**Task to complete**
What is needed is an exact transcription of every record.

Stored data entries
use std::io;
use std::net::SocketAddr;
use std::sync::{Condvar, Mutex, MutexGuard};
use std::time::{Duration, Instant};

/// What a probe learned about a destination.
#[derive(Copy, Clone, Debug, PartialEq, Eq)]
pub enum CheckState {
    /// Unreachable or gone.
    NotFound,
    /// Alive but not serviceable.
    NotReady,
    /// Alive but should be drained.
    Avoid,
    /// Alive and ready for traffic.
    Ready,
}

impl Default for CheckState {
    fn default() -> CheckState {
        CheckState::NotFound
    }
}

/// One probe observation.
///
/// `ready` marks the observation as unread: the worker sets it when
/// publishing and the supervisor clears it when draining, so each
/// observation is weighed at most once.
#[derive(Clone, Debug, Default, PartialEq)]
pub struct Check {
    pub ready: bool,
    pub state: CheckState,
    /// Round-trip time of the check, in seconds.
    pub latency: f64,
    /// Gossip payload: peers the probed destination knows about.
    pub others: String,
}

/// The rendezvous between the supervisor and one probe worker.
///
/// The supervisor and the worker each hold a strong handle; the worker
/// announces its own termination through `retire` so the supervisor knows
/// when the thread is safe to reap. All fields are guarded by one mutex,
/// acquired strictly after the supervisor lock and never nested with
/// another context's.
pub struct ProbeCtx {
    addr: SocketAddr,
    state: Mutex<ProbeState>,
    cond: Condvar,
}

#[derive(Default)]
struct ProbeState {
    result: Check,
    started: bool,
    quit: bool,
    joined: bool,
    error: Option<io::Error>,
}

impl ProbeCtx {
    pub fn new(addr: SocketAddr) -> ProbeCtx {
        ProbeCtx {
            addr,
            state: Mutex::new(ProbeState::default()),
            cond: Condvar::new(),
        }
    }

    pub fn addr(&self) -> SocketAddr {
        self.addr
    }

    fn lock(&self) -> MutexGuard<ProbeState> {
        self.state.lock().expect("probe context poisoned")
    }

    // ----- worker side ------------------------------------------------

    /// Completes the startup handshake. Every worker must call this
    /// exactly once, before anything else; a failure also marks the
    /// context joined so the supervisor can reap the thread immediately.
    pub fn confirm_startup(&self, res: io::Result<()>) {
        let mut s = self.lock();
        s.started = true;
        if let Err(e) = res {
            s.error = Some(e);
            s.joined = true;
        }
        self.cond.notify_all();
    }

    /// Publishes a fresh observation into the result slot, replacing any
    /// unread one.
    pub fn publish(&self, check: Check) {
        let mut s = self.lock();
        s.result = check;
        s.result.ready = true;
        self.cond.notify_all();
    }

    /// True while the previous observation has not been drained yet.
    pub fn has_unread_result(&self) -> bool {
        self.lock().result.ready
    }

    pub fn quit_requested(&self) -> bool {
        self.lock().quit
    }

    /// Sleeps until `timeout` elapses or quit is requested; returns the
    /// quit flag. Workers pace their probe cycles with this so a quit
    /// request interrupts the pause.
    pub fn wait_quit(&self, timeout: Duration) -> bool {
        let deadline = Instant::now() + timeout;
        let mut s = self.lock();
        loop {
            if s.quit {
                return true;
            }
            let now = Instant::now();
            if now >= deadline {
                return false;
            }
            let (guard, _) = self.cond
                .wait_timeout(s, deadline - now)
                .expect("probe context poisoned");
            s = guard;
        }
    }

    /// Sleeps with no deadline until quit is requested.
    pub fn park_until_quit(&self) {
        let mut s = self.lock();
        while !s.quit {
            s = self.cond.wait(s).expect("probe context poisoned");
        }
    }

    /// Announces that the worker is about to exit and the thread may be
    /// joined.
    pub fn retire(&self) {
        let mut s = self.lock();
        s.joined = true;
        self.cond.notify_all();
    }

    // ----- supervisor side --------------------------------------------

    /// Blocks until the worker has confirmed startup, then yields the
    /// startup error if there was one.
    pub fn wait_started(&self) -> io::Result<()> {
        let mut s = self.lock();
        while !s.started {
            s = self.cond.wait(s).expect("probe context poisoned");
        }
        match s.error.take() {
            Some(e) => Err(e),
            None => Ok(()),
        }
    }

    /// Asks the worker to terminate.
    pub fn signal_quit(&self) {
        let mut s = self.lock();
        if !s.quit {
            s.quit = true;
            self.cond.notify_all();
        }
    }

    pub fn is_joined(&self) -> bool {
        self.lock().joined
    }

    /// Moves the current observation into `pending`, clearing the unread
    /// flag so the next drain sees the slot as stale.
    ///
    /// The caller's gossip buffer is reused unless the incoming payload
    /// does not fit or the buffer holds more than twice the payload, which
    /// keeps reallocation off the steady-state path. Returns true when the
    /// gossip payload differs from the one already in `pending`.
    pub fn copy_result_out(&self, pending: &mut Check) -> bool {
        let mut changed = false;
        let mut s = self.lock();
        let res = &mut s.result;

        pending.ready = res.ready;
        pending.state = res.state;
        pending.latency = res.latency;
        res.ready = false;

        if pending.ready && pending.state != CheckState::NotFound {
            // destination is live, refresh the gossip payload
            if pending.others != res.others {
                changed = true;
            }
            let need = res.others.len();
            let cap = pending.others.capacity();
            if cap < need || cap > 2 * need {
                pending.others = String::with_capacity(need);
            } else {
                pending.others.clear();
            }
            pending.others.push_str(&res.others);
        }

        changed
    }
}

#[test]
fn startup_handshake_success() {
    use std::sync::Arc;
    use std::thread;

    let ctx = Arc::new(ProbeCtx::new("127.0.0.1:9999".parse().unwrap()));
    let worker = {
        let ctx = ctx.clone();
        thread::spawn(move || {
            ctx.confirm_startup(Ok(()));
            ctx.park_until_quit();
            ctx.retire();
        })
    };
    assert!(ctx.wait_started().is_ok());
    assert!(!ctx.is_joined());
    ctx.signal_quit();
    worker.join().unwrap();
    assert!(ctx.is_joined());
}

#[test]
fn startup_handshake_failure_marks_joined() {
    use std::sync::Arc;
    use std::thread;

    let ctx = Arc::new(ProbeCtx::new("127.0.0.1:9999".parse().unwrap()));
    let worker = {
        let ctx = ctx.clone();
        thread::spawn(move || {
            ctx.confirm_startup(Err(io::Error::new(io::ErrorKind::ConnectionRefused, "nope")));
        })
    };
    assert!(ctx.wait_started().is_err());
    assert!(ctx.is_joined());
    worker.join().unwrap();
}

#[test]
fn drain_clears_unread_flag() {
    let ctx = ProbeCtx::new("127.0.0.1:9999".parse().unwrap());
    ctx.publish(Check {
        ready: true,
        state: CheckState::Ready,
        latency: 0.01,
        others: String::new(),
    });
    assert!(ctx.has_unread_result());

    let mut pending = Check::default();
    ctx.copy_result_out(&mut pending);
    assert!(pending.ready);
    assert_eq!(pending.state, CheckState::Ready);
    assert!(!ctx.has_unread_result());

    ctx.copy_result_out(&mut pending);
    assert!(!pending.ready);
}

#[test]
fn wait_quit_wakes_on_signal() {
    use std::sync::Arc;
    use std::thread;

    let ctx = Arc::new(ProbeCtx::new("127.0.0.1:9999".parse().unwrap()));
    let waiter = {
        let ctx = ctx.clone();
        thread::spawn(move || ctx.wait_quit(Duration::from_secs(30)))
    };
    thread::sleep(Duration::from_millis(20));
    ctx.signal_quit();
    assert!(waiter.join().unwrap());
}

**Task answer**
use std::io;
use std::net::SocketAddr;
use std::sync::{Condvar, Mutex, MutexGuard};
use std::time::{Duration, Instant};

/// What a probe learned about a destination.
#[derive(Copy, Clone, Debug, PartialEq, Eq)]
pub enum CheckState {
    /// Unreachable or gone.
    NotFound,
    /// Alive but not serviceable.
    NotReady,
    /// Alive but should be drained.
    Avoid,
    /// Alive and ready for traffic.
    Ready,
}

impl Default for CheckState {
    fn default() -> CheckState {
        CheckState::NotFound
    }
}

/// One probe observation.
///
/// `ready` marks the observation as unread: the worker sets it when
/// publishing and the supervisor clears it when draining, so each
/// observation is weighed at most once.
#[derive(Clone, Debug, Default, PartialEq)]
pub struct Check {
    pub ready: bool,
    pub state: CheckState,
    /// Round-trip time of the check, in seconds.
    pub latency: f64,
    /// Gossip payload: peers the probed destination knows about.
    pub others: String,
}

/// The rendezvous between the supervisor and one probe worker.
///
/// The supervisor and the worker each hold a strong handle; the worker
/// announces its own termination through `retire` so the supervisor knows
/// when the thread is safe to reap. All fields are guarded by one mutex,
/// acquired strictly after the supervisor lock and never nested with
/// another context's.
pub struct ProbeCtx {
    addr: SocketAddr,
    state: Mutex<ProbeState>,
    cond: Condvar,
}

#[derive(Default)]
struct ProbeState {
    result: Check,
    started: bool,
    quit: bool,
    joined: bool,
    error: Option<io::Error>,
}

impl ProbeCtx {
    pub fn new(addr: SocketAddr) -> ProbeCtx {
        ProbeCtx {
            addr,
            state: Mutex::new(ProbeState::default()),
            cond: Condvar::new(),
        }
    }

    pub fn addr(&self) -> SocketAddr {
        self.addr
    }

    fn lock(&self) -> MutexGuard<ProbeState> {
        self.state.lock().expect("probe context poisoned")
    }

    // ----- worker side ------------------------------------------------

    /// Completes the startup handshake. Every worker must call this
    /// exactly once, before anything else; a failure also marks the
    /// context joined so the supervisor can reap the thread immediately.
    pub fn confirm_startup(&self, res: io::Result<()>) {
        let mut s = self.lock();
        s.started = true;
        if let Err(e) = res {
            s.error = Some(e);
            s.joined = true;
        }
        self.cond.notify_all();
    }

    /// Publishes a fresh observation into the result slot, replacing any
    /// unread one.
    pub fn publish(&self, check: Check) {
        let mut s = self.lock();
        s.result = check;
        s.result.ready = true;
        self.cond.notify_all();
    }

    /// True while the previous observation has not been drained yet.
    pub fn has_unread_result(&self) -> bool {
        self.lock().result.ready
    }

    pub fn quit_requested(&self) -> bool {
        self.lock().quit
    }

    /// Sleeps until `timeout` elapses or quit is requested; returns the
    /// quit flag. Workers pace their probe cycles with this so a quit
    /// request interrupts the pause.
    pub fn wait_quit(&self, timeout: Duration) -> bool {
        let deadline = Instant::now() + timeout;
        let mut s = self.lock();
        loop {
            if s.quit {
                return true;
            }
            let now = Instant::now();
            if now >= deadline {
                return false;
            }
            let (guard, _) = self.cond
                .wait_timeout(s, deadline - now)
                .expect("probe context poisoned");
            s = guard;
        }
    }

    /// Sleeps with no deadline until quit is requested.
    pub fn park_until_quit(&self) {
        let mut s = self.lock();
        while !s.quit {
            s = self.cond.wait(s).expect("probe context poisoned");
        }
    }

    /// Announces that the worker is about to exit and the thread may be
    /// joined.
    pub fn retire(&self) {
        let mut s = self.lock();
        s.joined = true;
        self.cond.notify_all();
    }

    // ----- supervisor side --------------------------------------------

    /// Blocks until the worker has confirmed startup, then yields the
    /// startup error if there was one.
    pub fn wait_started(&self) -> io::Result<()> {
        let mut s = self.lock();
        while !s.started {
            s = self.cond.wait(s).expect("probe context poisoned");
        }
        match s.error.take() {
            Some(e) => Err(e),
            None => Ok(()),
        }
    }

    /// Asks the worker to terminate.
    pub fn signal_quit(&self) {
        let mut s = self.lock();
        if !s.quit {
            s.quit = true;
            self.cond.notify_all();
        }
    }

    pub fn is_joined(&self) -> bool {
        self.lock().joined
    }

    /// Moves the current observation into `pending`, clearing the unread
    /// flag so the next drain sees the slot as stale.
    ///
    /// The caller's gossip buffer is reused unless the incoming payload
    /// does not fit or the buffer holds more than twice the payload, which
    /// keeps reallocation off the steady-state path. Returns true when the
    /// gossip payload differs from the one already in `pending`.
    pub fn copy_result_out(&self, pending: &mut Check) -> bool {
        let mut changed = false;
        let mut s = self.lock();
        let res = &mut s.result;

        pending.ready = res.ready;
        pending.state = res.state;
        pending.latency = res.latency;
        res.ready = false;

        if pending.ready && pending.state != CheckState::NotFound {
            // destination is live, refresh the gossip payload
            if pending.others != res.others {
                changed = true;
            }
            let need = res.others.len();
            let cap = pending.others.capacity();
            if cap < need || cap > 2 * need {
                pending.others = String::with_capacity(need);
            } else {
                pending.others.clear();
            }
            pending.others.push_str(&res.others);
        }

        changed
    }
}

#[test]
fn startup_handshake_success() {
    use std::sync::Arc;
    use std::thread;

    let ctx = Arc::new(ProbeCtx::new("127.0.0.1:9999".parse().unwrap()));
    let worker = {
        let ctx = ctx.clone();
        thread::spawn(move || {
            ctx.confirm_startup(Ok(()));
            ctx.park_until_quit();
            ctx.retire();
        })
    };
    assert!(ctx.wait_started().is_ok());
    assert!(!ctx.is_joined());
    ctx.signal_quit();
    worker.join().unwrap();
    assert!(ctx.is_joined());
}

#[test]
fn startup_handshake_failure_marks_joined() {
    use std::sync::Arc;
    use std::thread;

    let ctx = Arc::new(ProbeCtx::new("127.0.0.1:9999".parse().unwrap()));
    let worker = {
        let ctx = ctx.clone();
        thread::spawn(move || {
            ctx.confirm_startup(Err(io::Error::new(io::ErrorKind::ConnectionRefused, "nope")));
        })
    };
    assert!(ctx.wait_started().is_err());
    assert!(ctx.is_joined());
    worker.join().unwrap();
}

#[test]
fn drain_clears_unread_flag() {
    let ctx = ProbeCtx::new("127.0.0.1:9999".parse().unwrap());
    ctx.publish(Check {
        ready: true,
        state: CheckState::Ready,
        latency: 0.01,
        others: String::new(),
    });
    assert!(ctx.has_unread_result());

    let mut pending = Check::default();
    ctx.copy_result_out(&mut pending);
    assert!(pending.ready);
    assert_eq!(pending.state, CheckState::Ready);
    assert!(!ctx.has_unread_result());

    ctx.copy_result_out(&mut pending);
    assert!(!pending.ready);
}

#[test]
fn wait_quit_wakes_on_signal() {
    use std::sync::Arc;
    use std::thread;

    let ctx = Arc::new(ProbeCtx::new("127.0.0.1:9999".parse().unwrap()));
    let waiter = {
        let ctx = ctx.clone();
        thread::spawn(move || ctx.wait_quit(Duration::from_secs(30)))
    };
    thread::sleep(Duration::from_millis(20));
    ctx.signal_quit();
    assert!(waiter.join().unwrap());
}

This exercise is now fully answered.